In the precise center of the floor lied the corpse of a pale young man of eighteen years, peaceful, perhaps, but the body had been arranged mockingly into a ancient funereal position, hands folded over the chest, a wilting lily held in its grasp. One galleon had been placed over each of the boys eyes, a tribute to the wealth of his murderers. The boy wore plain black robes. Beside the boy's head, two candles had nearly burned out, in a moment, the room would be overcome with darkness.

Sirius paced the perimeter of the room, entirely unsure of what to do from there. He had been in this room for three hours. During the first hour he had tried every possible means of opening the door available to him, everything he could possibly think of, then he had started pacing. After two hours of pacing, Sirius's legs were complaining of exhaustion, but Sirius didn't care, exhaustion was better than regular, average idleness. After all, imagination killed, if you gave it the chance.

Sirius scanned the room once more, while there was still some light to do so with. It was a plain, small room, maybe 80 square feet in area and 8 ft tall. There were no windows, a single door, sealed by both magical and physical means, and a noose, dangling daringly from the ceiling near the door. A warning, Sirius supposes, as well as a form of temptation, but he swore to himself that he would rather die of dehydration. Of course, there was one other object in the room, the corpse, and Sirius's eyes drifted towards it without his consent.

Sirius shook his head and stared at the wall again. He tried to focus on anything, anything at all, except for that corpse in the middle of the room. Anything at all except the guilt of knowing that he wasn't able to save his little brother from getting Avada Kedavra'd by some idiot death eater. Perhaps the injustice of what had been done. He had never, ever done something this bad to any of the death eaters. Perhaps he had messed up, been a bit vengeful every once in a while, but he had never thrown anyone into a dark room with the corpse of—

The candle flickered and went out, cutting off Sirius's train of thought. He stood in a corner of the room and angrily shouted anything and everything he thought of, from curses to desperate pleas to help, to spells that stood half a chance of unlocking the door or transforming it into something much smaller, if only he could have performed wandless magic. He shouted and shouted, although he knew it was all in vain and no one was close enough to possibly listen. He shouted because it made him feel a little better, a little less helpless, a little more like he wasn't locked in a total sensory black hole.

A couple of hours later Sirius had collapsed into a sitting position, and stared blankly at the opposite wall, his head hurt from too much crying, his throat was soar from all the shouting. He began to oddly wonder about absolutely practical concerns, like what he was supposed to do in the case of needing to urinate (this was the type of need that would need to be relieved soon, he could feel it), whether he could really sleep on the ground, and ultimately where he was supposed to get water from.
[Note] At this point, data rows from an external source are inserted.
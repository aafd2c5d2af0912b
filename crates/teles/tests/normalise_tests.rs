// SPDX-License-Identifier: AGPL-3.0-only
// Copyright (C) 2024 Jonathan Lee
// This program is free software: you can redistribute it and/or modify
// it under the terms of the GNU Affero General Public License version 3
// as published by the Free Software Foundation.
// This program is distributed in the hope that it will be useful,
// but WITHOUT ANY WARRANTY; without even the implied warranty of
// MERCHANTABILITY or FITNESS FOR A PARTICULAR PURPOSE.
// See the GNU Affero General Public License for more details.
// You should have received a copy of the GNU Affero General Public License
// along with this program. If not, see https://www.gnu.org/licenses/.

use polars::prelude::*;
use teles::error::{ChannelStatsError, DataError};
use teles::normalise::{normalise_records, parse_fields, DropReport, NormaliseConfig};

fn create_raw_frame() -> DataFrame {
    df!(
        "channelTitle" => ["Alpha", "Alpha", "Beta", "Beta", "Gamma"],
        "publishedAt" => [
            "2021-05-01T10:30:00Z",
            "not-a-date",
            "2022-01-15T08:00:00+05:30",
            "2021-07-04 12:00:00",
            "2021-03-03",
        ],
        "duration" => ["PT1M30S", "PT4M13S", "PT2H", "bogus", "PT45S"],
        "tags" => [Some("['a', 'b', 'c']"), None, Some("[]"), Some("['x']"), None],
        "viewCount" => ["100", "200", "many", "0", "500"],
        "likeCount" => ["10", "20", "30", "40", "oops"],
        "commentCount" => ["1", "2", "3", "4", "5"],
        "title" => ["First video", "Second", "Third", "Fourth", "Fifth"],
    )
    .unwrap()
}

fn normalise(df: &DataFrame) -> (DataFrame, DropReport) {
    normalise_records(df, &NormaliseConfig::default()).unwrap()
}

fn i64_column(df: &DataFrame, name: &str) -> Vec<i64> {
    df.column(name)
        .unwrap()
        .as_materialized_series()
        .cast(&DataType::Int64)
        .unwrap()
        .i64()
        .unwrap()
        .into_iter()
        .map(|v| v.unwrap())
        .collect()
}

fn opt_i64_column(df: &DataFrame, name: &str) -> Vec<Option<i64>> {
    df.column(name)
        .unwrap()
        .as_materialized_series()
        .cast(&DataType::Int64)
        .unwrap()
        .i64()
        .unwrap()
        .into_iter()
        .collect()
}

fn f64_column(df: &DataFrame, name: &str) -> Vec<f64> {
    df.column(name)
        .unwrap()
        .as_materialized_series()
        .f64()
        .unwrap()
        .into_iter()
        .map(|v| v.unwrap())
        .collect()
}

fn str_column(df: &DataFrame, name: &str) -> Vec<String> {
    df.column(name)
        .unwrap()
        .as_materialized_series()
        .str()
        .unwrap()
        .into_iter()
        .map(|v| v.unwrap().to_string())
        .collect()
}

#[test]
fn test_drop_accounting_identity() {
    let raw = create_raw_frame();
    let (out, report) = normalise(&raw);
    assert_eq!(report.rows_in, 5);
    assert_eq!(report.dropped_timestamp, 1);
    assert_eq!(report.dropped_view_count, 1);
    assert_eq!(report.dropped_zero_views, 1);
    assert_eq!(report.rows_out, 2);
    assert_eq!(report.rows_out + report.total_dropped(), report.rows_in);
    assert_eq!(out.height(), report.rows_out);
}

#[test]
fn test_unparseable_timestamp_increments_counter_by_one() {
    let raw = df!(
        "channelTitle" => ["Alpha", "Alpha"],
        "publishedAt" => ["2021-05-01T10:30:00Z", "not-a-date"],
        "duration" => ["PT1M", "PT1M"],
        "tags" => [None::<&str>, None::<&str>],
        "viewCount" => [100i64, 100],
        "likeCount" => [1i64, 1],
        "commentCount" => [0i64, 0],
        "title" => ["a", "b"],
    )
    .unwrap();
    let (out, report) = normalise(&raw);
    assert_eq!(report.dropped_timestamp, 1);
    assert_eq!(out.height(), 1);
}

#[test]
fn test_non_zero_views_invariant() {
    let (out, _) = normalise(&create_raw_frame());
    for view in i64_column(&out, "viewCount") {
        assert!(view > 0);
    }
}

#[test]
fn test_ratios_are_finite() {
    let (out, _) = normalise(&create_raw_frame());
    for ratio in f64_column(&out, "likeRatio")
        .into_iter()
        .chain(f64_column(&out, "commentRatio"))
    {
        assert!(ratio.is_finite());
    }
}

#[test]
fn test_ratio_values_per_thousand_views() {
    let (out, _) = normalise(&create_raw_frame());
    let like_ratios = f64_column(&out, "likeRatio");
    // First kept row: 10 likes on 100 views.
    assert!((like_ratios[0] - 100.0).abs() < 1e-9);
}

#[test]
fn test_duration_parsed_to_whole_seconds() {
    let (out, _) = normalise(&create_raw_frame());
    let durations = opt_i64_column(&out, "durationSecs");
    assert_eq!(durations, vec![Some(90), Some(45)]);
}

#[test]
fn test_tags_count_defaults_and_counts() {
    let (out, _) = normalise(&create_raw_frame());
    let counts = i64_column(&out, "tagsCount");
    assert_eq!(counts, vec![3, 0]);
}

#[test]
fn test_unparseable_like_count_defaults_to_zero() {
    let (out, _) = normalise(&create_raw_frame());
    let likes = i64_column(&out, "likeCount");
    assert_eq!(likes, vec![10, 0]);
    let ratios = f64_column(&out, "likeRatio");
    assert_eq!(ratios[1], 0.0);
}

#[test]
fn test_calendar_decomposition() {
    let (out, _) = normalise(&create_raw_frame());
    assert_eq!(
        str_column(&out, "publishDayName"),
        vec!["Saturday", "Wednesday"]
    );
    assert_eq!(i64_column(&out, "publishingYear"), vec![2021, 2021]);
    assert_eq!(i64_column(&out, "publishingMonth"), vec![5, 3]);
    assert_eq!(str_column(&out, "publishingMonthName"), vec!["May", "March"]);
    assert_eq!(
        str_column(&out, "publishingTime"),
        vec!["10:30:00", "00:00:00"]
    );
}

#[test]
fn test_offset_aware_timestamp_keeps_wall_clock() {
    let raw = df!(
        "channelTitle" => ["Beta"],
        "publishedAt" => ["2022-01-15T08:00:00+05:30"],
        "duration" => ["PT2H"],
        "tags" => [None::<&str>],
        "viewCount" => [50i64],
        "likeCount" => [5i64],
        "commentCount" => [1i64],
        "title" => ["Offset"],
    )
    .unwrap();
    let (out, _) = normalise(&raw);
    assert_eq!(str_column(&out, "publishingTime"), vec!["08:00:00"]);
    assert_eq!(i64_column(&out, "publishingYear"), vec![2022]);
}

#[test]
fn test_raw_columns_replaced_by_typed_ones() {
    let (out, _) = normalise(&create_raw_frame());
    assert!(out.column("publishedAt").is_err());
    assert!(out.column("duration").is_err());
    assert!(out.column("tags").is_err());
    assert!(out.column("durationSecs").is_ok());
}

#[test]
fn test_title_length_counts_characters() {
    let raw = df!(
        "channelTitle" => ["Gamma"],
        "publishedAt" => ["2021-03-03"],
        "duration" => ["PT45S"],
        "tags" => [None::<&str>],
        "viewCount" => [500i64],
        "likeCount" => [1i64],
        "commentCount" => [1i64],
        "title" => ["héllo!"],
    )
    .unwrap();
    let (out, _) = normalise(&raw);
    assert_eq!(i64_column(&out, "titleLength"), vec![6]);
}

#[test]
fn test_empty_frame_reports_zero() {
    let raw = df!(
        "channelTitle" => Vec::<String>::new(),
        "publishedAt" => Vec::<String>::new(),
        "duration" => Vec::<String>::new(),
        "tags" => Vec::<String>::new(),
        "viewCount" => Vec::<String>::new(),
        "likeCount" => Vec::<String>::new(),
        "commentCount" => Vec::<String>::new(),
        "title" => Vec::<String>::new(),
    )
    .unwrap();
    let (out, report) = normalise(&raw);
    assert_eq!(out.height(), 0);
    assert_eq!(report, DropReport::default());
}

#[test]
fn test_missing_required_column_is_an_error() {
    let raw = df!(
        "channelTitle" => ["Alpha"],
        "publishedAt" => ["2021-05-01"],
    )
    .unwrap();
    let result = parse_fields(&raw, &NormaliseConfig::default());
    match result {
        Err(ChannelStatsError::Data(DataError::MissingColumn { .. })) => {}
        other => panic!("Expected missing column error, got {other:?}"),
    }
}

#[test]
fn test_report_round_trips_through_json() {
    let (_, report) = normalise(&create_raw_frame());
    let json = serde_json::to_string(&report).unwrap();
    let restored: DropReport = serde_json::from_str(&json).unwrap();
    assert_eq!(report, restored);
}

#[test]
fn test_strict_config_rejects_loose_formats() {
    let raw = df!(
        "channelTitle" => ["Alpha", "Alpha"],
        "publishedAt" => ["2021-05-01T10:30:00", "05/01/2021"],
        "duration" => ["PT1M", "PT1M"],
        "tags" => [None::<&str>, None::<&str>],
        "viewCount" => [10i64, 10],
        "likeCount" => [0i64, 0],
        "commentCount" => [0i64, 0],
        "title" => ["a", "b"],
    )
    .unwrap();
    let (out, report) =
        normalise_records(&raw, &NormaliseConfig::for_api_exports()).unwrap();
    assert_eq!(out.height(), 1);
    assert_eq!(report.dropped_timestamp, 1);
}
Every moment from then on was absolute suffering as time and time again Sirius's hopes of salvation was dashed. He slept at one point, although he suspected it wasn't for very long. After what Sirius hopefully qualified as a mid day nap, he awoke to the pungent smell of something beginning to rot, which he could tell at this point from the more constant stench. Realizing the implications of this immediately, Sirius made another desperate attempt to get out. He nonverbally and wandlessly attempted to cast a few unlocking, destructive, or even smell preventing spells, but it was all for nought. Convinced that he was going to spend the rest of his (very short) life with his brother's rotting corpse, Sirius decided that he might as well try to make amends with the pathetic thing.

Sirius knelt at the side of the room, facing towards the center. "Hello," he said. Surprise by the raspy quality of his own voice, Sirius cleared his throat and tried again. "Hello." It was no better but it would have to do. "Regulus, I'm sorry that I haven't talked to you in a few years, well, okay, about five. Honestly, I always thought you were a good kid, you just seemed swept away in our parents dreams. Now you see where they got the both of us?" Sirius winced, the death eaters had informed him that they had just killed his father before kidnapping him. "Well, I suppose Dad wasn't quite so bad when it all came down to it. He had some good qualities, like. . . Well, at any rate, it was mostly Mom who did all the yelling."

Sirius paused, thinking about it. "Isn't that odd? Our family's been around for more than a thousand years, and carefully tracking its linage. We're inbred and hell and what kills us is a cause the family supported right up until the end? That's downright idiotic, as much as serves Mom right for being so loud and obnoxious about that pureblood shit."

He couldn't see much in the room, not that there was much to see, but he tried looking directly at where his brother's eyes were. "I guess the overall message is just that I'm sorry, I messed up too, I wish I would have gotten to know you more. Before we were both locked up in this place."

Sirius found that he didn't really have much more to say, and he felt absolutely ridiculous for even attempting to talk to the corpse. Instead he settled back into the corner and attempted to convince himself that he would live through this, getting to see the child that Lily and James wanted so desperately to have, he would get married to some beautiful blonde and die at home, warm, old, and confortable. This marked first time in Sirius's life that he had honestly believed that he would like to die in bed as an old man. Most of the time he fancied himself an adventurer, and was willing to die by the wand and all that came with living for the next battle. It was just now. . .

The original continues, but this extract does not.